Entries taken from a collection
⟨

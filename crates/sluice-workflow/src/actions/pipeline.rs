//! Action that runs a pipeline to completion.

use std::collections::BTreeMap;
use std::sync::Arc;
use std::sync::atomic::{AtomicBool, Ordering};
use std::thread;
use std::time::Duration;

use sluice_config::{EngineConfig, Variables};
use sluice_pipeline::{Pipeline, PipelineMeta, Status};
use tracing::info;

use super::ActionContext;
use crate::error::Result;
use crate::result::ExecutionResult;

/// How often a running pipeline checks for a workflow stop.
const STOP_POLL_INTERVAL: Duration = Duration::from_millis(20);

/// Configuration of the pipeline action.
#[derive(Debug, Clone, Default)]
pub struct RunPipelineMeta {
    pub pipeline: PipelineMeta,
    /// Variables set in the pipeline's own scope. Values may reference the
    /// workflow's variables and are resolved when the action runs.
    pub parameters: BTreeMap<String, String>,
    pub engine: EngineConfig,
}

impl RunPipelineMeta {
    pub fn new(pipeline: PipelineMeta) -> Self {
        Self {
            pipeline,
            ..Default::default()
        }
    }

    pub fn parameter(mut self, name: impl Into<String>, value: impl Into<String>) -> Self {
        self.parameters.insert(name.into(), value.into());
        self
    }

    /// Run the pipeline in a child of the workflow scope and wait for it.
    /// A workflow stop while waiting stops the pipeline abruptly.
    pub(super) fn execute(&self, ctx: &ActionContext<'_>) -> Result<ExecutionResult> {
        let mut scope = Variables::with_parent(Arc::new(ctx.variables.clone()));
        for (name, value) in &self.parameters {
            scope.set(name.as_str(), ctx.variables.resolve(value)?);
        }

        let pipeline = Pipeline::with_config(self.pipeline.clone(), scope, self.engine.clone());
        pipeline.execute()?;

        let done = AtomicBool::new(false);
        let handle = pipeline.stop_handle();
        thread::scope(|threads| {
            threads.spawn(|| {
                while !done.load(Ordering::SeqCst) {
                    if ctx.is_stopped() {
                        info!(workflow = %ctx.workflow, action = %ctx.action, "stopping pipeline");
                        handle.stop();
                        return;
                    }
                    thread::sleep(STOP_POLL_INTERVAL);
                }
            });
            pipeline.wait_until_finished();
            done.store(true, Ordering::SeqCst);
        });

        let outcome = pipeline.result();
        info!(
            workflow = %ctx.workflow,
            action = %ctx.action,
            pipeline = %outcome.name,
            status = %outcome.status,
            "pipeline action finished"
        );

        let mut result = if outcome.status == Status::Finished {
            ExecutionResult::success()
        } else {
            let message = outcome.error.clone().unwrap_or_else(|| {
                format!("pipeline '{}' ended {}", outcome.name, outcome.status)
            });
            ExecutionResult::failure(message)
        };
        result.lines_read = outcome.lines_read();
        result.lines_written = outcome.lines_written();
        result.errors = outcome
            .transforms
            .iter()
            .filter(|t| t.status == Status::Failed)
            .count() as u64;
        if !result.result && result.errors == 0 {
            result.errors = 1;
        }
        Ok(result)
    }
}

⟩

ABOUT THIS EXERCISE
Set the entries down again precisely as they were given.

RESULT OF THIS EXERCISE
filename crates/sluice-workflow/src/actions/pipeline.rs
//! Action that runs a pipeline to completion.

use std::collections::BTreeMap;
use std::sync::Arc;
use std::sync::atomic::{AtomicBool, Ordering};
use std::thread;
use std::time::Duration;

use sluice_config::{EngineConfig, Variables};
use sluice_pipeline::{Pipeline, PipelineMeta, Status};
use tracing::info;

use super::ActionContext;
use crate::error::Result;
use crate::result::ExecutionResult;

/// How often a running pipeline checks for a workflow stop.
const STOP_POLL_INTERVAL: Duration = Duration::from_millis(20);

/// Configuration of the pipeline action.
#[derive(Debug, Clone, Default)]
pub struct RunPipelineMeta {
    pub pipeline: PipelineMeta,
    /// Variables set in the pipeline's own scope. Values may reference the
    /// workflow's variables and are resolved when the action runs.
    pub parameters: BTreeMap<String, String>,
    pub engine: EngineConfig,
}

impl RunPipelineMeta {
    pub fn new(pipeline: PipelineMeta) -> Self {
        Self {
            pipeline,
            ..Default::default()
        }
    }

    pub fn parameter(mut self, name: impl Into<String>, value: impl Into<String>) -> Self {
        self.parameters.insert(name.into(), value.into());
        self
    }

    /// Run the pipeline in a child of the workflow scope and wait for it.
    /// A workflow stop while waiting stops the pipeline abruptly.
    pub(super) fn execute(&self, ctx: &ActionContext<'_>) -> Result<ExecutionResult> {
        let mut scope = Variables::with_parent(Arc::new(ctx.variables.clone()));
        for (name, value) in &self.parameters {
            scope.set(name.as_str(), ctx.variables.resolve(value)?);
        }

        let pipeline = Pipeline::with_config(self.pipeline.clone(), scope, self.engine.clone());
        pipeline.execute()?;

        let done = AtomicBool::new(false);
        let handle = pipeline.stop_handle();
        thread::scope(|threads| {
            threads.spawn(|| {
                while !done.load(Ordering::SeqCst) {
                    if ctx.is_stopped() {
                        info!(workflow = %ctx.workflow, action = %ctx.action, "stopping pipeline");
                        handle.stop();
                        return;
                    }
                    thread::sleep(STOP_POLL_INTERVAL);
                }
            });
            pipeline.wait_until_finished();
            done.store(true, Ordering::SeqCst);
        });

        let outcome = pipeline.result();
        info!(
            workflow = %ctx.workflow,
            action = %ctx.action,
            pipeline = %outcome.name,
            status = %outcome.status,
            "pipeline action finished"
        );

        let mut result = if outcome.status == Status::Finished {
            ExecutionResult::success()
        } else {
            let message = outcome.error.clone().unwrap_or_else(|| {
                format!("pipeline '{}' ended {}", outcome.name, outcome.status)
            });
            ExecutionResult::failure(message)
        };
        result.lines_read = outcome.lines_read();
        result.lines_written = outcome.lines_written();
        result.errors = outcome
            .transforms
            .iter()
            .filter(|t| t.status == Status::Failed)
            .count() as u64;
        if !result.result && result.errors == 0 {
            result.errors = 1;
        }
        Ok(result)
    }
}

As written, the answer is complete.